**TASK REQUIREMENTS:**
Scan the entries below for the word "Clone", then copy each line that holds it.

**INPUT DATA:**

//! Append-only conversation transcript for display.
//!
//! The transcript is never consulted when deciding a transition.

use chrono::{DateTime, Utc};
use serde::{Deserialize, Serialize};

/// Who produced a transcript entry.
#[derive(Debug, Clone, Copy, PartialEq, Eq, Serialize, Deserialize)]
#[serde(rename_all = "lowercase")]
pub enum Role {
    User,
    Assistant,
}

/// One displayed message.
#[derive(Debug, Clone, PartialEq, Serialize, Deserialize)]
pub struct TranscriptEntry {
    pub role: Role,
    pub content: String,
    pub recorded_at: DateTime<Utc>,
}

/// Ordered log of displayed messages.
#[derive(Debug, Clone, Default, Serialize, Deserialize)]
#[serde(transparent)]
pub struct Transcript {
    entries: Vec<TranscriptEntry>,
}

impl Transcript {
    pub fn new() -> Self {
        Self::default()
    }

    /// Append a message as typed by the candidate.
    pub fn push_user(&mut self, content: impl Into<String>) {
        self.push(Role::User, content.into());
    }

    /// Append a reply as shown to the candidate.
    pub fn push_assistant(&mut self, content: impl Into<String>) {
        self.push(Role::Assistant, content.into());
    }

    fn push(&mut self, role: Role, content: String) {
        self.entries.push(TranscriptEntry {
            role,
            content,
            recorded_at: Utc::now(),
        });
    }

    pub fn entries(&self) -> &[TranscriptEntry] {
        &self.entries
    }

    pub fn last(&self) -> Option<&TranscriptEntry> {
        self.entries.last()
    }

    pub fn len(&self) -> usize {
        self.entries.len()
    }

    pub fn is_empty(&self) -> bool {
        self.entries.is_empty()
    }
}

#[cfg(test)]
mod tests {
    use super::*;

    #[test]
    fn test_entries_keep_order_and_roles() {
        let mut transcript = Transcript::new();
        transcript.push_user("hi");
        transcript.push_assistant("Hello 👋");

        assert_eq!(transcript.len(), 2);
        assert_eq!(transcript.entries()[0].role, Role::User);
        assert_eq!(transcript.entries()[1].content, "Hello 👋");
        assert!(transcript.entries()[0].recorded_at <= transcript.entries()[1].recorded_at);
    }

    #[test]
    fn test_serializes_as_list() {
        let mut transcript = Transcript::new();
        transcript.push_user("hi");

        let json = serde_json::to_value(&transcript).unwrap();
        assert!(json.is_array());
        assert_eq!(json[0]["role"], "user");
        assert_eq!(json[0]["content"], "hi");
    }
}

**SOLUTION TO THE EXERCISE:**
#[derive(Debug, Clone, Copy, PartialEq, Eq, Serialize, Deserialize)]
#[derive(Debug, Clone, PartialEq, Serialize, Deserialize)]
#[derive(Debug, Clone, Default, Serialize, Deserialize)]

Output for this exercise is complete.